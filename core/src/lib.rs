#![warn(
	clippy::all,
	clippy::pedantic,
	clippy::correctness,
	clippy::perf,
	clippy::style,
	clippy::suspicious,
	clippy::complexity,
	clippy::nursery,
	clippy::unwrap_used,
	unused_qualifications,
	rust_2018_idioms,
	trivial_casts,
	trivial_numeric_casts,
	unused_allocation,
	clippy::unnecessary_cast,
	clippy::cast_lossless,
	clippy::cast_possible_truncation,
	clippy::cast_possible_wrap,
	clippy::cast_precision_loss,
	clippy::cast_sign_loss,
	clippy::dbg_macro,
	clippy::deprecated_cfg_attr,
	clippy::separated_literal_suffix,
	deprecated
)]
#![forbid(deprecated_in_future)]
#![allow(clippy::missing_errors_doc, clippy::module_name_repetitions)]

use hs_utils::error::FileIOError;

use std::path::Path;

use serde::{Deserialize, Serialize};
use thiserror::Error;
use tracing_appender::{non_blocking::WorkerGuard, rolling};
use tracing_subscriber::{filter::LevelFilter, fmt, prelude::*, EnvFilter};

pub mod activity;
pub mod config;
pub mod infrastructure;
pub mod report;
pub mod session;

pub use activity::{ActivityReceipt, HuntActivities, HuntActivity, HuntEvent, HuntId};
pub use config::{Migrate, SyncConfig};
pub use infrastructure::{
	Infrastructure, InfrastructureChange, InfrastructureItem, InfrastructureKind,
	InfrastructureReceipt, Operation, RemoteId,
};
pub use report::{HarvestReport, HarvestReports, ReportCategory, ReportEvent, ReportReceipt};
pub use session::{Clients, Session};

pub use hs_core_sync as sync;

/// WGS84 coordinates.
#[derive(Debug, Clone, Copy, PartialEq, Serialize, Deserialize)]
pub struct Location {
	pub latitude: f64,
	pub longitude: f64,
}

#[derive(Debug, Error)]
pub enum Error {
	#[error("invalid user id <user_id='{0}'>")]
	InvalidUserId(String),
	#[error(transparent)]
	FileIO(#[from] FileIOError),
	#[error(transparent)]
	Sync(#[from] hs_core_sync::Error),
	#[error("invalid tracing directive: {0}")]
	TracingDirective(#[from] tracing_subscriber::filter::ParseError),
	#[error("failed to install the global tracing subscriber: {0}")]
	TracingInit(#[from] tracing_subscriber::util::TryInitError),
}

/// Installs the global subscriber: console output plus a daily rolling file under
/// `<data_dir>/logs`. Keep the returned guard alive for as long as logs should be flushed.
pub fn init_logger(data_dir: impl AsRef<Path>, log_level: &str) -> Result<WorkerGuard, Error> {
	let (non_blocking, guard) =
		tracing_appender::non_blocking(rolling::daily(data_dir.as_ref().join("logs"), "log"));

	let mut filter = EnvFilter::builder()
		.with_default_directive(log_level.parse()?)
		.from_env_lossy();

	if cfg!(debug_assertions) {
		filter = filter
			.add_directive("hs_core=debug".parse()?)
			.add_directive("hs_core_sync=debug".parse()?);
	}

	tracing_subscriber::registry()
		.with(filter)
		.with(fmt::layer())
		.with(
			fmt::Layer::default()
				.with_writer(non_blocking)
				.with_ansi(false)
				.with_filter(LevelFilter::DEBUG),
		)
		.try_init()?;

	Ok(guard)
}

§ **Aim of the exercise**
Everything from the line with "filter = filter" through the last line of the data is to be retyped verbatim, with no other text.

§ **Task solution**
		filter = filter
			.add_directive("hs_core=debug".parse()?)
			.add_directive("hs_core_sync=debug".parse()?);
	}

	tracing_subscriber::registry()
		.with(filter)
		.with(fmt::layer())
		.with(
			fmt::Layer::default()
				.with_writer(non_blocking)
				.with_ansi(false)
				.with_filter(LevelFilter::DEBUG),
		)
		.try_init()?;

	Ok(guard)
}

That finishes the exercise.